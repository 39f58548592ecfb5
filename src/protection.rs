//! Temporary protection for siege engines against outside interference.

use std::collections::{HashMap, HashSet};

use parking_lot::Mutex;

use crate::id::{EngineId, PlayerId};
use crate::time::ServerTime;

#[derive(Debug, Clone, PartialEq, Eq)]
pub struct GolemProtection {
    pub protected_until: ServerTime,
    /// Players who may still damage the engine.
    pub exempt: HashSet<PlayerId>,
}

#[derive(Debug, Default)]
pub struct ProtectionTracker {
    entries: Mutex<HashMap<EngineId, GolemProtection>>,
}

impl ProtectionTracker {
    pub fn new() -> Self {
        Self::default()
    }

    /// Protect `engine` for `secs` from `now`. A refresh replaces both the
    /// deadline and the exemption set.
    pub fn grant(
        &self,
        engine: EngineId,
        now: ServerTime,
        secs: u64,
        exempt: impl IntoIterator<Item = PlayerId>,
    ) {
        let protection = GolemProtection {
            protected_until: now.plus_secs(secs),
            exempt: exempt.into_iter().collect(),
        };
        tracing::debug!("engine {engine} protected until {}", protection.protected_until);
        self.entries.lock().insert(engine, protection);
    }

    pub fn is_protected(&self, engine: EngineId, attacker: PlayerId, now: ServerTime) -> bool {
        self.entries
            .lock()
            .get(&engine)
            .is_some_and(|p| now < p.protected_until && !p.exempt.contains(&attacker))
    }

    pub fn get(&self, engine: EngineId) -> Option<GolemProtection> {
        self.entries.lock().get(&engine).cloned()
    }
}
#####
## [WHAT NEEDS TO BE DONE]
None of the records may be left out; each is to be restated exactly.

## [OUTPUT]
repository 39f58548592ecfb5
filename src/protection.rs
//! Temporary protection for siege engines against outside interference.

use std::collections::{HashMap, HashSet};

use parking_lot::Mutex;

use crate::id::{EngineId, PlayerId};
use crate::time::ServerTime;

#[derive(Debug, Clone, PartialEq, Eq)]
pub struct GolemProtection {
    pub protected_until: ServerTime,
    /// Players who may still damage the engine.
    pub exempt: HashSet<PlayerId>,
}

#[derive(Debug, Default)]
pub struct ProtectionTracker {
    entries: Mutex<HashMap<EngineId, GolemProtection>>,
}

impl ProtectionTracker {
    pub fn new() -> Self {
        Self::default()
    }

    /// Protect `engine` for `secs` from `now`. A refresh replaces both the
    /// deadline and the exemption set.
    pub fn grant(
        &self,
        engine: EngineId,
        now: ServerTime,
        secs: u64,
        exempt: impl IntoIterator<Item = PlayerId>,
    ) {
        let protection = GolemProtection {
            protected_until: now.plus_secs(secs),
            exempt: exempt.into_iter().collect(),
        };
        tracing::debug!("engine {engine} protected until {}", protection.protected_until);
        self.entries.lock().insert(engine, protection);
    }

    pub fn is_protected(&self, engine: EngineId, attacker: PlayerId, now: ServerTime) -> bool {
        self.entries
            .lock()
            .get(&engine)
            .is_some_and(|p| now < p.protected_until && !p.exempt.contains(&attacker))
    }

    pub fn get(&self, engine: EngineId) -> Option<GolemProtection> {
        self.entries.lock().get(&engine).cloned()
    }
}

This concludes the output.